LUCILLA PELLEGRINO, L’ARTE IN UNO SCATTO FOTOGRAFICO

Lucilla Pellegrino, ventunenne esperta in grafica e fotografia, nel cassetto un corso per tatuaggi e piercing, punta il suo obiettivo sull’educazione allo sguardo e alla lettura dell’immagine fotografica.
Le sue foto non sono mai scontate.
Arte e tecnica si fondono nelle geometrie di immagini “scolpite” di cui si avverte la fisicità, la tensione, dotate di una possente aura.

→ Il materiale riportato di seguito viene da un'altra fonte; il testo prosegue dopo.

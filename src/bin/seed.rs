// Administrative seed/clear tool for the portal store.
use clap::{Parser, Subcommand};

use ateneo::backend::config::PortalConfig;
use ateneo::seed;
use ateneo::Portal;

#[derive(Parser)]
#[command(name = "ateneo-seed", about = "Seed or clear the portal database")]
struct Cli {
    #[command(subcommand)]
    command: Command,
}

#[derive(Subcommand)]
enum Command {
    /// Clear everything, then populate the demo cast
    Seed,
    /// Delete every document in every collection
    Clear,
}

#[tokio::main]
async fn main() -> anyhow::Result<()> {
    let config = PortalConfig::from_env();
    std::env::set_var("RUST_LOG", &config.log_level);
    env_logger::init();

    let cli = Cli::parse();
    let portal = Portal::open(config).await?;

    match cli.command {
        Command::Seed => {
            let summary = seed::seed_all(&portal.db, &portal.bus, &portal.auth).await?;
            println!(
                "Seeded {} users, {} classes, {} meetings, {} chats, {} messages, {} notifications",
                summary.users,
                summary.classes,
                summary.meetings,
                summary.chats,
                summary.messages,
                summary.notifications
            );
            println!("Demo password for every account: {}", seed::DEMO_PASSWORD);
        }
        Command::Clear => {
            seed::clear_all(&portal.db, &portal.bus).await?;
            println!("All collections cleared");
        }
    }

    Ok(())
}
//! Demonstration data: one professor, a small student roster, classes
//! with subgroups, meetings in every status, AI/direct/group chats with
//! history, and a batch of notifications. Seeding clears first, so the
//! operation is idempotent by intent.

use crate::backend::auth::{AuthService, NewUser};
use crate::backend::database::Database;
use crate::backend::live::{ChangeBus, Collection};
use crate::common::error::Result;
use crate::common::models::{Role, AI_ASSISTANT};

pub const DEMO_PASSWORD: &str = "password123";

#[derive(Debug, Default)]
pub struct SeedSummary {
    pub users: usize,
    pub classes: usize,
    pub meetings: usize,
    pub chats: usize,
    pub messages: usize,
    pub notifications: usize,
}

fn days_ago_ms(days: i64) -> i64 {
    chrono::Utc::now().timestamp_millis() - days * 24 * 60 * 60 * 1000
}

/// Delete every document in every collection, identity substrate
/// included.
pub async fn clear_all(db: &Database, bus: &ChangeBus) -> Result<()> {
    for table in [
        "sessions",
        "session_events",
        "auth",
        "users",
        "class_students",
        "subgroup_members",
        "subgroups",
        "classes",
        "meetings",
        "chat_participants",
        "chats",
        "messages",
        "notifications",
    ] {
        sqlx::query(&format!("DELETE FROM {}", table))
            .execute(&db.pool)
            .await?;
    }
    for collection in [
        Collection::Users,
        Collection::Classes,
        Collection::Meetings,
        Collection::Chats,
        Collection::Messages,
        Collection::Notifications,
    ] {
        bus.notify(collection);
    }
    log::info!("[SEED] Cleared all collections");
    Ok(())
}

async fn insert_class(
    db: &Database,
    id: &str,
    name: &str,
    instructor_id: &str,
    schedule: &str,
    students: &[&String],
) -> Result<()> {
    sqlx::query(
        "INSERT INTO classes (id, name, instructor_id, schedule, description, created_at) VALUES (?, ?, ?, ?, NULL, ?)",
    )
    .bind(id)
    .bind(name)
    .bind(instructor_id)
    .bind(schedule)
    .bind(days_ago_ms(60))
    .execute(&db.pool)
    .await?;
    for student in students {
        sqlx::query("INSERT OR IGNORE INTO class_students (class_id, student_id) VALUES (?, ?)")
            .bind(id)
            .bind(student.as_str())
            .execute(&db.pool)
            .await?;
    }
    Ok(())
}

async fn insert_meeting(
    db: &Database,
    id: &str,
    student_id: &str,
    professor_id: &str,
    class_id: &str,
    date: &str,
    time: &str,
    reason: &str,
    status: &str,
    response: Option<&str>,
    created_days_ago: i64,
) -> Result<()> {
    sqlx::query(
        r#"INSERT INTO meetings
           (id, student_id, professor_id, class_id, date, time, reason, status, response_message, created_at)
           VALUES (?, ?, ?, ?, ?, ?, ?, ?, ?, ?)"#,
    )
    .bind(id)
    .bind(student_id)
    .bind(professor_id)
    .bind(class_id)
    .bind(date)
    .bind(time)
    .bind(reason)
    .bind(status)
    .bind(response)
    .bind(days_ago_ms(created_days_ago))
    .execute(&db.pool)
    .await?;
    Ok(())
}

async fn insert_chat(
    db: &Database,
    id: &str,
    kind: &str,
    group_name: Option<&str>,
    class_id: Option<&str>,
    participants: &[&str],
    created_days_ago: i64,
) -> Result<()> {
    sqlx::query("INSERT INTO chats (id, kind, group_name, class_id, created_at) VALUES (?, ?, ?, ?, ?)")
        .bind(id)
        .bind(kind)
        .bind(group_name)
        .bind(class_id)
        .bind(days_ago_ms(created_days_ago))
        .execute(&db.pool)
        .await?;
    for participant in participants {
        sqlx::query("INSERT OR IGNORE INTO chat_participants (chat_id, user_id) VALUES (?, ?)")
            .bind(id)
            .bind(participant)
            .execute(&db.pool)
            .await?;
    }
    Ok(())
}

/// Appends a message and keeps the chat preview in step, the way live
/// sends do.
async fn insert_message(
    db: &Database,
    chat_id: &str,
    sender_id: &str,
    text: &str,
    days_ago: i64,
    read: bool,
) -> Result<()> {
    let timestamp = days_ago_ms(days_ago);
    sqlx::query(
        "INSERT INTO messages (id, chat_id, sender_id, text, timestamp, read) VALUES (?, ?, ?, ?, ?, ?)",
    )
    .bind(uuid::Uuid::new_v4().to_string())
    .bind(chat_id)
    .bind(sender_id)
    .bind(text)
    .bind(timestamp)
    .bind(read as i64)
    .execute(&db.pool)
    .await?;
    sqlx::query(
        "UPDATE chats SET last_sender_id = ?, last_text = ?, last_timestamp = ? WHERE id = ? AND (last_timestamp IS NULL OR last_timestamp < ?)",
    )
    .bind(sender_id)
    .bind(text)
    .bind(timestamp)
    .bind(chat_id)
    .bind(timestamp)
    .execute(&db.pool)
    .await?;
    Ok(())
}

async fn insert_notification(
    db: &Database,
    id: &str,
    user_id: &str,
    title: &str,
    message: &str,
    kind: &str,
    related_id: Option<&str>,
    read: bool,
    days_ago: i64,
) -> Result<()> {
    sqlx::query(
        r#"INSERT INTO notifications (id, user_id, title, message, read, kind, related_id, timestamp)
           VALUES (?, ?, ?, ?, ?, ?, ?, ?)"#,
    )
    .bind(id)
    .bind(user_id)
    .bind(title)
    .bind(message)
    .bind(read as i64)
    .bind(kind)
    .bind(related_id)
    .bind(days_ago_ms(days_ago))
    .execute(&db.pool)
    .await?;
    Ok(())
}

/// Clear, then populate all six collections with the demo cast. Users go
/// through the identity provider so their passwords actually work; the
/// historical records (meetings, chats, messages, notifications) are
/// written directly with back-dated timestamps, as an administrative
/// process does.
pub async fn seed_all(db: &Database, bus: &ChangeBus, auth: &AuthService) -> Result<SeedSummary> {
    clear_all(db, bus).await?;

    let mut summary = SeedSummary::default();

    let professor = auth
        .register(NewUser {
            email: "cllorente@faculty.ie.edu".into(),
            password: DEMO_PASSWORD.into(),
            display_name: "Professor Carlos Llorente".into(),
            role: Role::Professor,
            photo_url: None,
            major: None,
            year: None,
            department: Some("Computer Science".into()),
            office_hours: Some("Mondays 3-5pm, Thursdays 2-4pm".into()),
        })
        .await?;

    let students_spec = [
        ("vbarbier.ieu2021@student.ie.edu", "Victor Barbier"),
        ("lbrudniakber.ieu2021@student.ie.edu", "Lea Brudniak"),
        ("ncajiao.ieu2021@student.ie.edu", "Nicolas Cajiao"),
        ("rdantasmarti.ieu2021@student.ie.edu", "Ricardo Dantas"),
        ("cdecarcer.ieu2021@student.ie.edu", "Carlos de Carcer"),
        ("mroriz.ieu2021@student.ie.edu", "Manuel Rodriguez"),
    ];
    let mut students = Vec::new();
    for (email, name) in students_spec {
        let user = auth
            .register(NewUser {
                email: email.into(),
                password: DEMO_PASSWORD.into(),
                display_name: name.into(),
                role: Role::Student,
                photo_url: None,
                major: Some("Computer Science".into()),
                year: Some(3),
                department: None,
                office_hours: None,
            })
            .await?;
        students.push(user.id);
    }
    summary.users = 1 + students.len();

    let all_students: Vec<&String> = students.iter().collect();
    insert_class(
        db,
        "cs401",
        "Advanced Programming",
        &professor.id,
        "Mon/Wed 10:00-11:30",
        &all_students[..4],
    )
    .await?;
    insert_class(
        db,
        "math301",
        "Mathematics for Computer Science",
        &professor.id,
        "Tue/Thu 9:00-10:30",
        &all_students[1..5],
    )
    .await?;
    insert_class(
        db,
        "bus271",
        "Business Fundamentals",
        &professor.id,
        "Fri 14:00-17:00",
        &all_students[2..],
    )
    .await?;
    insert_class(
        db,
        "conflicts101",
        "Conflicts Business and Law",
        &professor.id,
        "Wed 15:00-18:00",
        &all_students,
    )
    .await?;
    summary.classes = 4;

    // Subgroups on the seminar class, split roster halves
    for (idx, (name, due, color, members)) in [
        ("Research Group A", "2025-04-18", "bg-blue-500", &students[..3]),
        ("Research Group B", "2025-04-25", "bg-green-500", &students[3..]),
    ]
    .into_iter()
    .enumerate()
    {
        let sg_id = format!("conflicts101_sg_{}", idx + 1);
        sqlx::query(
            "INSERT INTO subgroups (id, class_id, name, due_date, color, last_message) VALUES (?, 'conflicts101', ?, ?, ?, NULL)",
        )
        .bind(&sg_id)
        .bind(name)
        .bind(due)
        .bind(color)
        .execute(&db.pool)
        .await?;
        for member in members {
            sqlx::query("INSERT OR IGNORE INTO subgroup_members (subgroup_id, student_id) VALUES (?, ?)")
                .bind(&sg_id)
                .bind(member.as_str())
                .execute(&db.pool)
                .await?;
        }
    }

    insert_meeting(
        db,
        "meeting_1",
        &students[0],
        &professor.id,
        "conflicts101",
        "2025-03-15",
        "14:00",
        "Discuss case study analysis",
        "pending",
        None,
        3,
    )
    .await?;
    insert_meeting(
        db,
        "meeting_2",
        &students[1],
        &professor.id,
        "conflicts101",
        "2025-03-18",
        "13:30",
        "Review research proposal",
        "rejected",
        Some("I have a faculty meeting at this time. Please reschedule for next week."),
        5,
    )
    .await?;
    insert_meeting(
        db,
        "meeting_3",
        &students[2],
        &professor.id,
        "conflicts101",
        "2025-03-20",
        "15:00",
        "Discuss research methodology",
        "pending",
        None,
        2,
    )
    .await?;
    insert_meeting(
        db,
        "meeting_4",
        &students[3],
        &professor.id,
        "conflicts101",
        "2025-03-16",
        "11:00",
        "Review assignment feedback",
        "accepted",
        Some("Looking forward to our meeting!"),
        6,
    )
    .await?;
    summary.meetings = 4;

    // One AI conversation per student, opened with the assistant greeting
    for (student_id, (_, name)) in students.iter().zip(students_spec) {
        let chat_id = format!("ai_chat_{}", student_id);
        insert_chat(db, &chat_id, "ai", None, None, &[student_id.as_str(), AI_ASSISTANT], 30).await?;
        let first = name.split(' ').next().unwrap_or(name);
        insert_message(
            db,
            &chat_id,
            AI_ASSISTANT,
            &format!("Hello {}, I'm Ed AI. How can I help you today?", first),
            1,
            true,
        )
        .await?;
        summary.chats += 1;
        summary.messages += 1;
    }

    // Professor <-> Victor, with one message still unread on the student
    // side (matches the "new message" notification below)
    insert_chat(db, "chat_1", "direct", None, None, &[professor.id.as_str(), students[0].as_str()], 12).await?;
    insert_message(db, "chat_1", &students[0], "Good afternoon professor, could we go over my case study outline?", 10, true).await?;
    insert_message(db, "chat_1", &professor.id, "Of course. Send it over and book a slot through the meetings page.", 9, false).await?;
    summary.chats += 1;
    summary.messages += 2;

    // Two students coordinating
    insert_chat(db, "chat_2", "direct", None, None, &[students[0].as_str(), students[1].as_str()], 8).await?;
    insert_message(db, "chat_2", &students[1], "Did you start the statistics assignment yet?", 4, true).await?;
    insert_message(db, "chat_2", &students[0], "Halfway through, I'll share my notes tonight.", 4, true).await?;
    summary.chats += 1;
    summary.messages += 2;

    // Class study group
    let group_members: Vec<&str> = students[..4].iter().map(String::as_str).collect();
    insert_chat(
        db,
        "chat_3",
        "group",
        Some("CS401 Study Group"),
        Some("cs401"),
        &group_members,
        20,
    )
    .await?;
    insert_message(db, "chat_3", &students[2], "Reminder: mock exam this Friday.", 2, false).await?;
    summary.chats += 1;
    summary.messages += 1;

    insert_notification(
        db,
        "notif_1",
        &students[3],
        "Meeting Request Status",
        "Professor Llorente has accepted your meeting request.",
        "meeting",
        Some("meeting_4"),
        false,
        5,
    )
    .await?;
    insert_notification(
        db,
        "notif_2",
        &students[1],
        "Meeting Request Status",
        "Professor Llorente has rejected your meeting request. Please reschedule.",
        "meeting",
        Some("meeting_2"),
        true,
        4,
    )
    .await?;
    insert_notification(
        db,
        "notif_3",
        &students[2],
        "New Assignment",
        "A new assignment has been posted in Conflicts Business and Law.",
        "class",
        Some("conflicts101"),
        false,
        1,
    )
    .await?;
    insert_notification(
        db,
        "notif_4",
        &students[0],
        "New Message",
        "You have a new message from Professor Llorente.",
        "chat",
        Some("chat_1"),
        false,
        9,
    )
    .await?;
    insert_notification(
        db,
        "notif_5",
        &professor.id,
        "New Meeting Request",
        "Victor Barbier has requested a meeting.",
        "meeting",
        Some("meeting_1"),
        true,
        3,
    )
    .await?;
    insert_notification(
        db,
        "notif_6",
        &professor.id,
        "New Meeting Request",
        "Nicolas Cajiao has requested a meeting.",
        "meeting",
        Some("meeting_3"),
        false,
        2,
    )
    .await?;
    summary.notifications = 6;

    for collection in [
        Collection::Users,
        Collection::Classes,
        Collection::Meetings,
        Collection::Chats,
        Collection::Messages,
        Collection::Notifications,
    ] {
        bus.notify(collection);
    }

    log::info!(
        "[SEED] Seeded {} users, {} classes, {} meetings, {} chats, {} messages, {} notifications",
        summary.users,
        summary.classes,
        summary.meetings,
        summary.chats,
        summary.messages,
        summary.notifications
    );
    Ok(summary)
}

Lo stigma dello “scatto d’autore” è un copy right inciso a fuoco e d’istinto sulle sue foto, che indossano il bianco e il nero con fresca e sobria eleganza, vestendo l’audacia dei soggetti di provocante poesia. Nel “non” colore la determinazione di chi sa di poter “osare”, sfidando ogni ingessata ipocrisia tatuandosi un artistico tattoo – seducente mantra di iconografico disdoro – o ferendosi con impossibili piercing prima ancora che sulla
pelle nell’anima. Nel colore tutti i gradienti di una inconfessabile fragilità.
Sconcertanti e sconvolgenti scelte comunicative possono svelare una conflittualità irrisolta tra l’essere e l’apparire, un intimo disagio da esorcizzare sfidando e provocando lo sguardo, per catturare l’effimero, lasciar sbiadire banalità e ovvietà e creare “Arte”.
La realtà è un pretesto. E’ la luce, l’angolazione, il taglio a rendere reale il virtuale e virtuale il reale. L’illusione tende agguati “digitali”, ma è analogica la mente progettuale, la scelta di esaltare un particolare e sfocare uno sfondo, rendere evanescente un dettaglio e rimarcarne un altro.
“L’inquadratura non è mai scontata. La luce non è accessoria. Il soggetto non è mai casuale. Nel momento dello scatto – afferma Lucilla – nella mente ne ho già “impressionato” l’idea, scaturisce da un’emozione che contestualizzo attraverso l’immagine e posso condividere con tutti”.
Reale e virtuale dialogano ininterrottamente, si confrontano. La mente focalizza il sottile confine tra i due orizzonti, l’uno riflesso nell’altro, per coglierne l’estemporanea, mutevole essenza.
Un brivido in superficie, un tremulo, tribale baluginio, l’eco di correnti tumultuose e sconvolgenti tempeste agite nelle profondità oceaniche dell’Io. Un tormento che si placa nella ricerca della più intima e fugace emozione racchiusa in un gesto casuale, nell’obliquità di uno sguardo, nel soffuso chiaroscuro di un’ombra.
La fotocamera – magia tecnologica cui Lucilla ricorre per catturare istanti di eternità – si rivela un potente talismano attraverso cui conquistare il mondo ed il futuro ed al contempo un burqa dietro cui nascondere “analogiche” insicurezze da mutuare – con virtuale assertività – in ardite certezze.